La sua elezione a presidente nazionale, avvenuta durante l’assemblea romana, rappresenta il coronamento di un percorso professionale dedicato all’evoluzione e alla valorizzazione del comparto, testimoniato dai suoi precedenti due mandati come presidente della sezione della Spezia.
A completare il nuovo Comitato Esecutivo, con un occhio di riguardo alle dinamiche regionali, figurano i liguri Fabrizio Forma, Francesca Poeta e Simone Barli, quest’ultimo in qualità di invitato permanente.
L’importanza di questa nomina trascende il mero cambio di guardia, configurandosi come un riconoscimento all’influenza crescente della realtà spezzina nel panorama nazionale e come un segnale di continuità e innovazione per l’associazione.
“Sono profondamente onorata della fiducia che mi è stata accordata,” ha dichiarato Maggiani, “e mi impegnerò a rafforzare il ruolo di Cna come punto di riferimento strategico per le imprese nautiche, con particolare attenzione alle aree costiere, dove l’evoluzione delle competenze professionali nel settore è particolarmente dinamica e necessita di un sostegno mirato.
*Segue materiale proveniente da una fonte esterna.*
//! Pure QC decisions. Nothing here performs I/O.

use crate::models::qc::VideoDimension;
use crate::models::{StoryboardQcReport, VideoQcReport, VideoVariant};

/// Ranking weights in percent; they sum to 100.
const fn weight(dim: VideoDimension) -> u32 {
    match dim {
        VideoDimension::AvatarConsistency => 20,
        VideoDimension::ProductConsistency => 20,
        VideoDimension::HandBodyIntegrity => 15,
        VideoDimension::BrandTextAccuracy => 15,
        VideoDimension::TemporalCoherence => 10,
        VideoDimension::TechnicalDistortion => 10,
        VideoDimension::CinematicImperfections => 10,
    }
}

/// Avatar and product must meet `threshold`. Composition is only checked
/// when requested and present in the report.
pub fn storyboard_passes(
    report: &StoryboardQcReport,
    threshold: u32,
    include_composition: bool,
) -> bool {
    let core = report.avatar_validation.score >= threshold
        && report.product_validation.score >= threshold;
    match (&report.composition_quality, include_composition) {
        (Some(composition), true) => core && composition.score >= threshold,
        _ => core,
    }
}

/// Every scored dimension must meet `threshold`; absent dimensions are
/// skipped.
pub fn video_passes(report: &VideoQcReport, threshold: u32) -> bool {
    report.present().all(|(_, dim)| dim.score >= threshold)
}

/// Weighted score in hundredths of a point (a perfect report is 1000).
pub fn weighted_score(report: &VideoQcReport) -> u32 {
    report
        .present()
        .map(|(dim, value)| value.score * weight(dim))
        .sum()
}

/// Index of the highest weighted variant. Ties go to the lowest index and
/// variants without a report are ignored; `None` when no variant was scored.
pub fn select_best_video_variant(variants: &[VideoVariant]) -> Option<u32> {
    variants
        .iter()
        .filter_map(|v| v.qc_report.as_ref().map(|r| (v.index, weighted_score(r))))
        .fold(None, |best: Option<(u32, u32)>, (index, score)| match best {
            Some((best_index, best_score))
                if best_score > score || (best_score == score && best_index < index) =>
            {
                Some((best_index, best_score))
            }
            _ => Some((index, score)),
        })
        .map(|(index, _)| index)
}

pub fn storyboard_feedback(report: &StoryboardQcReport) -> String {
    let mut lines = vec![
        feedback_line(
            "Avatar validation",
            report.avatar_validation.score,
            100,
            &report.avatar_validation.reason,
        ),
        feedback_line(
            "Product validation",
            report.product_validation.score,
            100,
            &report.product_validation.reason,
        ),
    ];
    if let Some(composition) = &report.composition_quality {
        lines.push(feedback_line(
            "Composition quality",
            composition.score,
            100,
            &composition.reason,
        ));
    }
    lines.join("\n")
}

pub fn video_feedback(report: &VideoQcReport) -> String {
    report
        .present()
        .map(|(dim, value)| feedback_line(dim.label(), value.score, 10, &value.reasoning))
        .collect::<Vec<_>>()
        .join("\n")
}

fn feedback_line(label: &str, score: u32, scale: u32, reason: &str) -> String {
    format!("{} score: {}/{} - {}", label, score, scale, reason)
}
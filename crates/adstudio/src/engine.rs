//! Dependency container built once at startup. Everything the outer
//! surfaces need goes through [`Engine`].

use std::sync::Arc;

use futures_util::Stream;
use log::{info, warn};
use serde_json::json;

use crate::broadcast::{EventBroadcaster, StreamFrame, Subscription};
use crate::config::Settings;
use crate::db::job_repo::JobFilter;
use crate::db::Database;
use crate::error::Result;
use crate::jobs::{JobError, JobListResponse, JobStore, LogEntry, TaskRunner};
use crate::models::{
    EventKind, Job, JobStatus, JobStep, JobUpdate, PipelineEvent, Review, ReviewDecision,
    ScriptRequest, StoryboardResult,
};
use crate::pipeline::{PipelineConfig, PipelineService, StepOptions, StepOutput};
use crate::providers::{Collaborators, RetryPolicy};
use crate::review::ReviewService;

pub struct Engine {
    settings: Settings,
    store: Arc<JobStore>,
    broadcaster: EventBroadcaster,
    runner: TaskRunner,
    pipeline: Arc<PipelineService>,
    reviews: ReviewService,
}

impl Engine {
    pub fn new(settings: Settings, database: Database, collaborators: Collaborators) -> Self {
        let store = Arc::new(JobStore::new(database.clone()));
        let broadcaster = EventBroadcaster::new();
        let reviews = ReviewService::new(database);
        let pipeline = Arc::new(PipelineService::new(
            Arc::new(PipelineConfig::from_settings(&settings)),
            Arc::clone(&store),
            broadcaster.clone(),
            &collaborators,
            RetryPolicy::from_config(&settings.retry),
            reviews.clone(),
        ));

        Self {
            settings,
            store,
            broadcaster,
            runner: TaskRunner::new(),
            pipeline,
            reviews,
        }
    }

    /// Opens the configured database, or an in-memory one when no home
    /// directory can be resolved.
    pub fn open(settings: Settings, collaborators: Collaborators) -> Result<Self> {
        let database = match settings.database_path() {
            Some(path) => Database::open(&path)?,
            None => {
                log::warn!("No database path available, using an in-memory database");
                Database::open_in_memory()?
            }
        };
        Ok(Self::new(settings, database, collaborators))
    }

    pub fn settings(&self) -> &Settings {
        &self.settings
    }

    pub fn pipeline(&self) -> &PipelineService {
        &self.pipeline
    }

    pub fn reviews(&self) -> &ReviewService {
        &self.reviews
    }

    // ─── Jobs ───────────────────────────────────────────────────────────────

    pub fn create_job(&self, request: ScriptRequest) -> Result<Job> {
        Ok(self.store.create(request)?)
    }

    pub fn get_job(&self, job_id: &str) -> Result<Option<Job>> {
        Ok(self.store.get(job_id)?)
    }

    pub fn list_jobs(&self, filter: &JobFilter) -> Result<JobListResponse> {
        Ok(self.store.list(filter)?)
    }

    pub fn update_job(&self, job_id: &str, update: JobUpdate) -> Result<Job> {
        Ok(self.store.update(job_id, update)?)
    }

    pub fn job_logs(&self, job_id: &str) -> Result<Vec<LogEntry>> {
        Ok(self.store.logs(job_id)?)
    }

    /// Creates a job and starts its pipeline in the background.
    pub fn submit(&self, request: ScriptRequest) -> Result<Job> {
        let job = self.store.create(request)?;
        self.start_pipeline(&job.job_id)?;
        Ok(job)
    }

    /// Starts the full pipeline for a pending job.
    pub fn start_pipeline(&self, job_id: &str) -> Result<()> {
        let job = self.store.require(job_id)?;
        if job.status != JobStatus::Pending {
            return Err(JobError::InvalidTransition {
                job_id: job_id.to_string(),
                from: job.status,
                to: JobStatus::Running,
            }
            .into());
        }

        let pipeline = Arc::clone(&self.pipeline);
        let id = job.job_id.clone();
        let request = job.request;
        self.runner.spawn(job_id, move |cancel| async move {
            pipeline.run_full_pipeline(&id, &request, cancel).await;
        });
        info!("Started pipeline for job {}", job_id);
        Ok(())
    }

    /// Marks the job cancelled and stops its task. Returns false when the
    /// job had already finished.
    pub fn cancel_job(&self, job_id: &str) -> Result<bool> {
        let cancelled = self.store.cancel(job_id)?;
        self.runner.cancel(job_id);
        Ok(cancelled)
    }

    pub fn is_running(&self, job_id: &str) -> bool {
        self.runner.is_running(job_id)
    }

    // ─── Stage control ──────────────────────────────────────────────────────

    pub async fn select_avatar(&self, job_id: &str, variant_index: u32) -> Result<String> {
        Ok(self.pipeline.select_avatar(job_id, variant_index).await?)
    }

    pub async fn run_step(
        &self,
        job_id: &str,
        step: JobStep,
        options: StepOptions,
    ) -> Result<StepOutput> {
        Ok(self.pipeline.run_step(job_id, step, options).await?)
    }

    pub async fn regenerate_storyboard_scene(
        &self,
        job_id: &str,
        scene_number: u32,
        custom_prompt: Option<String>,
    ) -> Result<StoryboardResult> {
        Ok(self
            .pipeline
            .regenerate_storyboard_scene(job_id, scene_number, custom_prompt)
            .await?)
    }

    pub async fn select_video_variant(
        &self,
        job_id: &str,
        scene_number: u32,
        variant_index: u32,
    ) -> Result<String> {
        Ok(self
            .pipeline
            .select_video_variant(job_id, scene_number, variant_index)
            .await?)
    }

    // ─── Events ─────────────────────────────────────────────────────────────

    pub fn events(&self, job_id: &str) -> Subscription {
        self.broadcaster.subscribe(job_id)
    }

    /// SSE-ready stream with the configured keepalive. A job that already
    /// finished yields its terminal event once and the stream ends.
    pub fn event_stream(&self, job_id: &str) -> impl Stream<Item = StreamFrame> + Send + 'static {
        // Subscribe before reading the job so a finish in between is not missed.
        let subscription = self.broadcaster.subscribe(job_id);
        let finished = match self.store.get(job_id) {
            Ok(job) => job.as_ref().and_then(terminal_event),
            Err(e) => {
                warn!("Could not read job {} for event stream: {}", job_id, e);
                None
            }
        };
        EventBroadcaster::stream_from(subscription, finished, self.settings.events.keepalive())
    }

    // ─── Review ─────────────────────────────────────────────────────────────

    pub fn submit_review(&self, job_id: &str, decision: ReviewDecision) -> Result<Review> {
        Ok(self.reviews.submit_decision(job_id, decision)?)
    }

    pub fn pending_reviews(&self) -> Result<Vec<Review>> {
        Ok(self.reviews.pending_reviews()?)
    }

    /// Cancels every running pipeline and waits for the tasks to stop.
    pub async fn shutdown(&self) {
        info!("Shutting down with {} running pipeline(s)", self.runner.running_count());
        self.runner.shutdown().await;
    }
}

/// The event a finished job last emitted, rebuilt from its stored record.
fn terminal_event(job: &Job) -> Option<PipelineEvent> {
    match job.status {
        JobStatus::Completed => Some(PipelineEvent::new(
            EventKind::JobCompleted,
            &job.job_id,
            json!({ "final_video_path": job.final_video_path.as_deref().unwrap_or_default() }),
        )),
        JobStatus::Failed | JobStatus::Cancelled => Some(PipelineEvent::new(
            EventKind::JobFailed,
            &job.job_id,
            json!({ "error": job.error.as_deref().unwrap_or(job.status.as_str()) }),
        )),
        JobStatus::Pending | JobStatus::Running => None,
    }
}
“La Liguria, con una produzione di 2.901 patenti nautiche rilasciate nel 2024, consolida la sua posizione di leader a livello nazionale, superando di gran lunga le cifre combinate di Toscana e Lazio, regioni tradizionalmente forti nel settore.
Questa leadership è ulteriormente evidenziata dai dati relativi ai posti barca disponibili, con un totale di 25.093 unità nel 2024, di cui 7.705 concentrati nel territorio spezzino, un dato che testimonia l’importanza strategica del Golfo dei Poeti per la nautica da diporto e la cantieristica.
La nomina di Maggiani è stata accolta con grande entusiasmo da Cna La Spezia, come sottolineato dal direttore Pasquale Cariulo, dalla responsabile sindacale Giuliana Vatteroni e dal presidente Davide Mazzola.
“Si tratta di un risultato prestigioso, che premia la nostra capacità di visione e la crescita costante che abbiamo realizzato a livello territoriale”, hanno affermato.
Questo successo non solo rafforza il ruolo di Cna come punto di riferimento per le imprese del territorio, ma garantisce anche al comparto nautico una voce autorevole e competente nella definizione delle politiche nazionali, in grado di intercettare e rispondere alle sfide di un settore in continua evoluzione, dalla transizione ecologica all’innovazione tecnologica, dalla formazione specializzata alla semplificazione burocratica.
La nuova leadership promette un impegno costante per promuovere la crescita sostenibile e la competitività del settore nautico italiano, valorizzando il patrimonio di competenze e la tradizione artigianale che lo contraddistinguono.